Esta fase apresenta-se como necessária uma vez que este estágio nos permite o desapego de algo que não somos e, consequentemente, o início de um trabalho de autoconstrução em busca do nosso verdadeiro SER a partir da desconstrução das fantasias oriundas da nossa personalidade egóica, o que nos permite ao menos libertar-nos do nosso estado de delírio advindo do mergulho nas profundezas dos estágios ilusórios.
Nós a denominamos de autoimagem momentânea ou temporal em decorrência desta estar sempre sujeita a alterações, já que mudamos todo o tempo, e este estado de mutabilidade acaba por revelar-nos que toda autoimagem é, em última análise, produto das nossas fantasias e, portanto, falsa já que ainda não coincide com nossa essência espiritual que é atemporal e imutável.

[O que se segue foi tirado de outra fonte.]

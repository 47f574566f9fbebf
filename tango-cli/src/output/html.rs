//! Printable HTML output formatter
//!
//! Produces a standalone document with one A4 sheet per page. Every sheet
//! has exactly twelve numbered question rows; rows past the end of a short
//! page are printed blank so the layout never shifts.

use super::{OutputFormatter, SheetOptions};
use anyhow::Result;
use std::io::Write;
use tango_core::Page;

const STYLE: &str = r#"  @page { size: A4; margin: 8mm; }
  * {
    -webkit-print-color-adjust: exact;
    print-color-adjust: exact;
    margin: 0;
    padding: 0;
    box-sizing: border-box;
  }
  body { font-family: 'Hiragino Sans', 'Yu Gothic', sans-serif; }
  .page {
    width: 210mm;
    min-height: 297mm;
    padding: 1rem;
    margin: 0 auto;
    background: white;
    page-break-after: always;
  }
  .page:last-child { page-break-after: auto; }
  .header { padding: 1rem; }
  .header-grid {
    display: grid;
    grid-template-columns: repeat(12, 1fr);
    gap: 0.5rem;
  }
  .name-section {
    grid-column: span 8;
    border: 1px solid black;
    border-radius: 0.75rem;
    padding: 0.75rem;
    font-size: 1.125rem;
    font-weight: 600;
  }
  .date-eval {
    grid-column: span 4;
    display: grid;
    grid-template-columns: 1fr 1fr;
    gap: 0.5rem;
  }
  .date-box, .eval-box {
    border: 1px solid black;
    border-radius: 0.75rem;
    padding: 0.5rem;
    font-size: 0.875rem;
  }
  .label { font-size: 0.75rem; color: #525252; }
  .unit-row { margin-top: 0.75rem; font-size: 0.875rem; }
  .unit-name { font-weight: 600; }
  .questions { padding: 0 1rem; }
  .question {
    display: grid;
    grid-template-columns: 5fr 7fr;
    gap: 0.75rem;
    align-items: center;
    min-height: 20mm;
    border-bottom: 1px dashed #d4d4d4;
  }
  .prompt { font-size: 1rem; }
  .answer-key { font-size: 0.75rem; color: #a3a3a3; margin-top: 0.25rem; }
  .fourline {
    position: relative;
    height: 15mm;
    background-image:
      linear-gradient(to bottom, rgba(180,180,180,0.8) 0, rgba(180,180,180,0.8) 1px, transparent 1px),
      linear-gradient(to bottom, transparent 5mm, rgba(180,180,180,0.8) 5mm, rgba(180,180,180,0.8) calc(5mm + 1px), transparent calc(5mm + 1px)),
      linear-gradient(to bottom, transparent 10mm, rgba(0,0,0,0.8) 10mm, rgba(0,0,0,0.8) calc(10mm + 1px), transparent calc(10mm + 1px)),
      linear-gradient(to bottom, transparent calc(15mm - 1px), rgba(180,180,180,0.8) calc(15mm - 1px));
  }
  .footer { padding: 0.5rem 1rem; font-size: 0.75rem; color: #525252; }
"#;

const FOOTER_NOTE: &str =
    "※ 4線は小文字のアセンダー・ディセンダー位置の目安です。提出前につづり・大文字小文字を確認しましょう。";

/// HTML formatter - standalone A4 document
pub struct HtmlFormatter<W: Write> {
    writer: W,
    sheet: SheetOptions,
    started: bool,
}

impl<W: Write> HtmlFormatter<W> {
    /// Create a new HTML formatter
    pub fn new(writer: W, sheet: SheetOptions) -> Self {
        Self {
            writer,
            sheet,
            started: false,
        }
    }

    /// Consume the formatter and return the writer
    pub fn into_inner(self) -> W {
        self.writer
    }

    fn write_head(&mut self) -> Result<()> {
        writeln!(self.writer, "<!DOCTYPE html>")?;
        writeln!(self.writer, "<html lang=\"ja\">")?;
        writeln!(self.writer, "<head>")?;
        writeln!(self.writer, "<meta charset=\"UTF-8\">")?;
        writeln!(
            self.writer,
            "<meta name=\"viewport\" content=\"width=device-width, initial-scale=1.0\">"
        )?;
        writeln!(self.writer, "<title>{}</title>", escape(&self.sheet.title))?;
        writeln!(self.writer, "<style>\n{STYLE}</style>")?;
        writeln!(self.writer, "</head>")?;
        writeln!(self.writer, "<body>")?;
        self.started = true;
        Ok(())
    }
}

impl<W: Write + Send + Sync> OutputFormatter for HtmlFormatter<W> {
    fn write_page(&mut self, page: &Page, _number: usize) -> Result<()> {
        if !self.started {
            self.write_head()?;
        }

        let w = &mut self.writer;
        writeln!(w, "<div class=\"page\">")?;
        writeln!(w, "  <div class=\"header\">")?;
        writeln!(w, "    <div class=\"header-grid\">")?;
        writeln!(
            w,
            "      <div class=\"name-section\">{}（　）年（　）組　氏名（　　　　　　　　　）</div>",
            escape(&self.sheet.title)
        )?;
        writeln!(w, "      <div class=\"date-eval\">")?;
        writeln!(
            w,
            "        <div class=\"date-box\"><div class=\"label\">学習日</div><div>　　月　　日（　）</div></div>"
        )?;
        writeln!(
            w,
            "        <div class=\"eval-box\"><div class=\"label\">検印</div><div class=\"label\">評価</div></div>"
        )?;
        writeln!(w, "      </div>")?;
        writeln!(w, "    </div>")?;
        writeln!(
            w,
            "    <div class=\"unit-row\">単元：<span class=\"unit-name\">{}</span>／英単語の書き取りをしましょう。（各1点）</div>",
            escape(&page.chapter)
        )?;
        writeln!(w, "  </div>")?;

        writeln!(w, "  <div class=\"questions\">")?;
        for (idx, slot) in page.slots().enumerate() {
            let (prompt, answer) = match slot {
                Some(item) => (item.japanese.as_str(), item.english.as_str()),
                None => ("", ""),
            };

            writeln!(w, "    <div class=\"question\">")?;
            writeln!(w, "      <div class=\"prompt\">")?;
            writeln!(w, "        <div>（{}）{}</div>", idx + 1, escape(prompt))?;
            if self.sheet.answer_key && !answer.is_empty() {
                writeln!(
                    w,
                    "        <div class=\"answer-key\">Answer: {}</div>",
                    escape(answer)
                )?;
            }
            writeln!(w, "      </div>")?;
            writeln!(w, "      <div class=\"fourline\"></div>")?;
            writeln!(w, "    </div>")?;
        }
        writeln!(w, "  </div>")?;
        writeln!(w, "  <div class=\"footer\">{FOOTER_NOTE}</div>")?;
        writeln!(w, "</div>")?;
        Ok(())
    }

    fn finish(&mut self) -> Result<()> {
        if !self.started {
            self.write_head()?;
        }
        writeln!(self.writer, "</body>")?;
        writeln!(self.writer, "</html>")?;
        self.writer.flush()?;
        Ok(())
    }
}

/// Escape text for use in HTML element content and attribute values
fn escape(text: &str) -> String {
    let mut escaped = String::with_capacity(text.len());
    for ch in text.chars() {
        match ch {
            '&' => escaped.push_str("&amp;"),
            '<' => escaped.push_str("&lt;"),
            '>' => escaped.push_str("&gt;"),
            '"' => escaped.push_str("&quot;"),
            '\'' => escaped.push_str("&#39;"),
            _ => escaped.push(ch),
        }
    }
    escaped
}
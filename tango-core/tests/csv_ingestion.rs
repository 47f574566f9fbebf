//! End-to-end tests for CSV ingestion

use tango_core::{
    parse_csv, parse_csv_with_report, split_csv_line, Error, ParseOptions, SkipReason, WordItem,
};

const WORD_LIST: &str = "chapter,japanese,english
Unit 1,りんご,apple
Unit 1,\"走る, 駆ける\",run
Unit 2,彼は「やあ」と言った,\"He said \"\"Hi\"\"\"

Unit 2,ねこ,cat
";

#[test]
fn test_line_ending_invariance() {
    let crlf = WORD_LIST.replace('\n', "\r\n");
    let cr = WORD_LIST.replace('\n', "\r");

    for options in [ParseOptions::strict(), ParseOptions::lenient()] {
        let lf_items = parse_csv(WORD_LIST, &options).unwrap();
        assert_eq!(parse_csv(&crlf, &options).unwrap(), lf_items);
        assert_eq!(parse_csv(&cr, &options).unwrap(), lf_items);
    }
}

#[test]
fn test_quote_round_trip() {
    assert_eq!(
        split_csv_line(r#""a,b","He said ""Hi""""#),
        vec!["a,b".to_string(), "He said \"Hi\"".to_string()]
    );
}

#[test]
fn test_quoted_cells_in_rows() {
    let items = parse_csv(WORD_LIST, &ParseOptions::strict()).unwrap();
    assert_eq!(items.len(), 4);
    assert_eq!(items[1].japanese, "走る, 駆ける");
    assert_eq!(items[2].english, "He said \"Hi\"");
}

#[test]
fn test_interior_blank_line_contributes_nothing() {
    let items = parse_csv(WORD_LIST, &ParseOptions::strict()).unwrap();
    assert_eq!(items[3], WordItem::new("ねこ", "cat", "Unit 2"));
}

#[test]
fn test_missing_english_cell_by_policy() {
    let text = "japanese,english,chapter\n犬,dog,A\n猫,,A\n鳥,bird,A\n";

    let lenient = parse_csv(text, &ParseOptions::lenient()).unwrap();
    assert_eq!(lenient.len(), 2);
    assert!(lenient.iter().all(|item| item.english != ""));

    let strict = parse_csv(text, &ParseOptions::strict()).unwrap();
    assert_eq!(strict.len(), 3);
    assert_eq!(strict[1], WordItem::new("猫", "", "A"));
}

#[test]
fn test_strict_rejects_header_without_required_columns() {
    let err = parse_csv("word,meaning\nりんご,apple", &ParseOptions::strict()).unwrap_err();
    match &err {
        Error::MissingRequiredColumn { missing } => {
            assert_eq!(missing, &vec!["japanese", "english"]);
        }
        other => panic!("unexpected error: {other:?}"),
    }
    let message = err.to_string();
    assert!(message.contains("japanese"));
    assert!(message.contains("english"));
}

#[test]
fn test_lenient_degrades_on_missing_columns() {
    let report = parse_csv_with_report("word,meaning\nりんご,apple", &ParseOptions::lenient()).unwrap();
    assert!(report.items.is_empty());
    assert_eq!(report.rows_read, 1);
    assert_eq!(report.skipped[0].reason, SkipReason::MissingBoth);
}

#[test]
fn test_column_order_is_irrelevant() {
    let reordered = "English,Chapter,Japanese\napple,Unit 1,りんご\n";
    let items = parse_csv(reordered, &ParseOptions::strict()).unwrap();
    assert_eq!(items, vec![WordItem::new("りんご", "apple", "Unit 1")]);
}

#[test]
fn test_chapter_column_optional() {
    let items = parse_csv("japanese,english\nりんご,apple\n", &ParseOptions::strict()).unwrap();
    assert_eq!(items[0].chapter, "");
}

#[test]
fn test_parse_is_idempotent() {
    let options = ParseOptions::lenient();
    assert_eq!(
        parse_csv(WORD_LIST, &options).unwrap(),
        parse_csv(WORD_LIST, &options).unwrap()
    );
}

#[test]
fn test_bom_with_crlf() {
    let text = "\u{FEFF}japanese,english\r\n犬,dog\r\n";
    let items = parse_csv(text, &ParseOptions::strict()).unwrap();
    assert_eq!(items, vec![WordItem::new("犬", "dog", "")]);
}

No caminho da sabedoria, um dia haveremos de perceber que mesmo o estágio da autoimagem momentânea ou temporal, embora se apresente mais realista ao nosso atual estágio de desenvolvimento de consciência, por si mesmo, não é capaz de nos imputar o nosso total desenvolvimento, visto que ainda está contaminado com o desejo de ser e todo desejo gera por si mesmo o apego que nos cerceia o avanço no nosso desenvolvimento espiritual rumo à condição de “iluminados”, ou seja, passa, então, a ser inexorável galgarmos um terceiro estágio:
3) Estágio do SER – Sou o que sou. Este estágio promove, ou melhor, advém de uma desidentificação com nossa própria personalidade, onde agora nossa consciência se encontra no verdadeiro SER que de fato somos e que sempre fomos e que sempre seremos. Agora não existe mais a autoimagem, pois esta sempre é criada no campo da fantasia e não no da imaginação. Nossa imaginação, que transcende nosso NÃO SER, avança no SER, nos arquétipos, na verdade e na atemporalidade. Assim sendo, toda autoimagem, por mais realista que possa ser quanto ao nosso momentâneo estágio de desenvolvimento espiritual, não deixa de ainda estar no campo da ilusão, calcada naquilo que não somos nós, não obstante não negarmos que no nosso atual estágio de desenvolvimento espiritual ainda necessitamos da nossa personalidade e da nossa autoimagem, mesmo que temporal e momentânea.
Simplesmente seja o que você é, sem julgamentos, sem desejos e, sobretudo, sem culpa.